GEORGIA – Pada awal November lalu, 50 anggota parlemen oposisi Georgia berpidato di depan Pakta Pertahanan Atlantik Utara (NATO) dan negara-negara anggota Uni Eropa (UE) yang menyerukan sikap bersatu melawan rencana Rusia untuk mendirikan pangkalan angkatan laut permanen di wilayah Abkhazia, Georgia yang memisahkan diri.
Rencana Kremlin telah menimbulkan kekhawatiran bahwa pangkalan tersebut dapat menyeret Georgia yang merupakan negara harapan UE ke dalam perang Rusia di Ukraina dan merugikan rencana Tbilisi sendiri untuk membangun pelabuhan di Laut Hitam.

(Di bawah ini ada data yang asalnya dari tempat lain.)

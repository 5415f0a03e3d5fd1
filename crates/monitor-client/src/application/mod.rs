//! Application layer: orchestrates one monitor session.
//!
//! # Sub-modules
//!
//! - **`client`**      – [`MonitorClient`]: connect/disconnect, the event
//!   pump and the data-channel writer.
//! - **`negotiation`** – The offerer-side SDP exchange.
//! - **`correlation`** – Matches data-channel responses to pending requests.
//! - **`ports`**       – Traits the infrastructure layer implements.
//! - **`events`**, **`errors`** – What the client reports back.

pub mod client;
pub mod correlation;
pub mod errors;
pub mod events;
pub mod negotiation;
pub mod ports;

pub use client::MonitorClient;
pub use correlation::{PendingResponse, PendingTable};
pub use errors::{ClientError, NegotiationError, RequestError, SignalingError, TransportError};
pub use events::{MonitorEvent, RemoteStream};
pub use ports::{
    MediaHandle, PeerEvent, PeerEventSender, PeerTransport, PeerTransportFactory, RemoteTrack,
    SignalingClient, TrackKind,
};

“Kami dengan suara bulat dan tegas mengutuk pendudukan, militerisasi, dan tindakan Rusia lainnya yang bertujuan untuk mencaplok wilayah Georgia yang diduduki, yang ekspresi barunya adalah pembukaan pangkalan angkatan laut permanen Rusia di pelabuhan Ochamchire,” bunyi pernyataan anggota parlemen.

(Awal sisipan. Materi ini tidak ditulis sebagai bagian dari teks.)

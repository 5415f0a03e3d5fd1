//! Session descriptions exchanged with the signaling endpoint.
//!
//! The signaling server accepts and returns the same JSON shape a browser's
//! `RTCSessionDescription` serialises to:
//!
//! ```json
//! {"sdp": "v=0\r\no=- ...", "type": "offer"}
//! ```

use std::fmt;
use std::str::FromStr;

use serde::{Deserialize, Serialize};
use thiserror::Error;

/// The role of a session description in the offer/answer exchange.
#[derive(Debug, Clone, Copy, PartialEq, Eq, Hash, Serialize, Deserialize)]
#[serde(rename_all = "lowercase")]
pub enum SdpType {
    Offer,
    Answer,
    Pranswer,
    Rollback,
}

impl SdpType {
    /// Returns the lowercase wire name (`"offer"`, `"answer"`, ...).
    pub fn as_str(self) -> &'static str {
        match self {
            SdpType::Offer => "offer",
            SdpType::Answer => "answer",
            SdpType::Pranswer => "pranswer",
            SdpType::Rollback => "rollback",
        }
    }
}

impl fmt::Display for SdpType {
    fn fmt(&self, f: &mut fmt::Formatter<'_>) -> fmt::Result {
        f.write_str(self.as_str())
    }
}

/// Returned when a string does not name a known [`SdpType`].
#[derive(Debug, Error, PartialEq, Eq)]
#[error("unknown SDP type: {0:?}")]
pub struct SdpTypeError(pub String);

impl FromStr for SdpType {
    type Err = SdpTypeError;

    fn from_str(s: &str) -> Result<Self, Self::Err> {
        match s {
            "offer" => Ok(SdpType::Offer),
            "answer" => Ok(SdpType::Answer),
            "pranswer" => Ok(SdpType::Pranswer),
            "rollback" => Ok(SdpType::Rollback),
            other => Err(SdpTypeError(other.to_string())),
        }
    }
}

/// An SDP document together with its offer/answer role.
#[derive(Debug, Clone, PartialEq, Eq, Serialize, Deserialize)]
pub struct SessionDescription {
    /// Raw SDP text, lines separated by `\r\n`.
    pub sdp: String,
    /// Serialised as `"type"` to match the signaling server's schema.
    #[serde(rename = "type")]
    pub sdp_type: SdpType,
}

impl SessionDescription {
    pub fn new(sdp_type: SdpType, sdp: impl Into<String>) -> Self {
        Self {
            sdp: sdp.into(),
            sdp_type,
        }
    }

    pub fn offer(sdp: impl Into<String>) -> Self {
        Self::new(SdpType::Offer, sdp)
    }

    pub fn answer(sdp: impl Into<String>) -> Self {
        Self::new(SdpType::Answer, sdp)
    }
}

// ── Tests ─────────────────────────────────────────────────────────────────────

#[cfg(test)]
mod tests {
    use super::*;

    #[test]
    fn test_offer_serialises_with_type_field() {
        // Arrange
        let desc = SessionDescription::offer("v=0\r\n");

        // Act
        let json = serde_json::to_value(&desc).unwrap();

        // Assert
        assert_eq!(json["type"], "offer");
        assert_eq!(json["sdp"], "v=0\r\n");
    }

    #[test]
    fn test_answer_deserialises_from_signaling_response() {
        let desc: SessionDescription =
            serde_json::from_str(r#"{"sdp":"v=0\r\n","type":"answer"}"#).unwrap();
        assert_eq!(desc.sdp_type, SdpType::Answer);
        assert_eq!(desc.sdp, "v=0\r\n");
    }

    #[test]
    fn test_unknown_type_is_rejected_by_serde() {
        let result: Result<SessionDescription, _> =
            serde_json::from_str(r#"{"sdp":"","type":"bogus"}"#);
        assert!(result.is_err());
    }

    #[test]
    fn test_sdp_type_from_str_accepts_wire_names() {
        assert_eq!("pranswer".parse::<SdpType>(), Ok(SdpType::Pranswer));
        assert_eq!("rollback".parse::<SdpType>(), Ok(SdpType::Rollback));
    }

    #[test]
    fn test_sdp_type_from_str_rejects_capitalised_name() {
        assert_eq!(
            "Offer".parse::<SdpType>(),
            Err(SdpTypeError("Offer".to_string()))
        );
    }

    #[test]
    fn test_sdp_type_display_matches_wire_name() {
        assert_eq!(SdpType::Answer.to_string(), "answer");
    }
}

Beberapa minggu sebelumnya pemimpin de facto Abkhazia, Aslan Bzhania, telah mengkonfirmasi bahwa perjanjian telah ditandatangani dengan Kremlin mengenai pangkalan angkatan laut permanen di pelabuhan Ochamchire di Laut Hitam.
Abkhazia diakui secara internasional sebagai bagian dari Georgia, namun telah berada di bawah kendali pasukan Rusia dan separatis sejak 1990-an.
Kementerian luar negeri Georgia mengecam rencana Rusia sebagai pelanggaran berat terhadap kedaulatan dan integritas teritorial Georgia, meskipun pihak berwenang di Tbilisi meremehkan pentingnya pangkalan angkatan laut permanen, dan menggambarkannya sebagai bukan ancaman yang akan segera terjadi.
“Bahkan jika mereka mulai membangun pangkalan di Ochamchire, hal itu akan memakan waktu setidaknya tiga tahun,” kata Nikoloz Samkharadze, Ketua Komite Hubungan Luar Negeri Georgia kepada BBC.
“Kami berkonsentrasi pada ancaman yang akan terjadi, dan bukan pada ancaman yang mungkin terjadi di masa depan,” lanjutnya.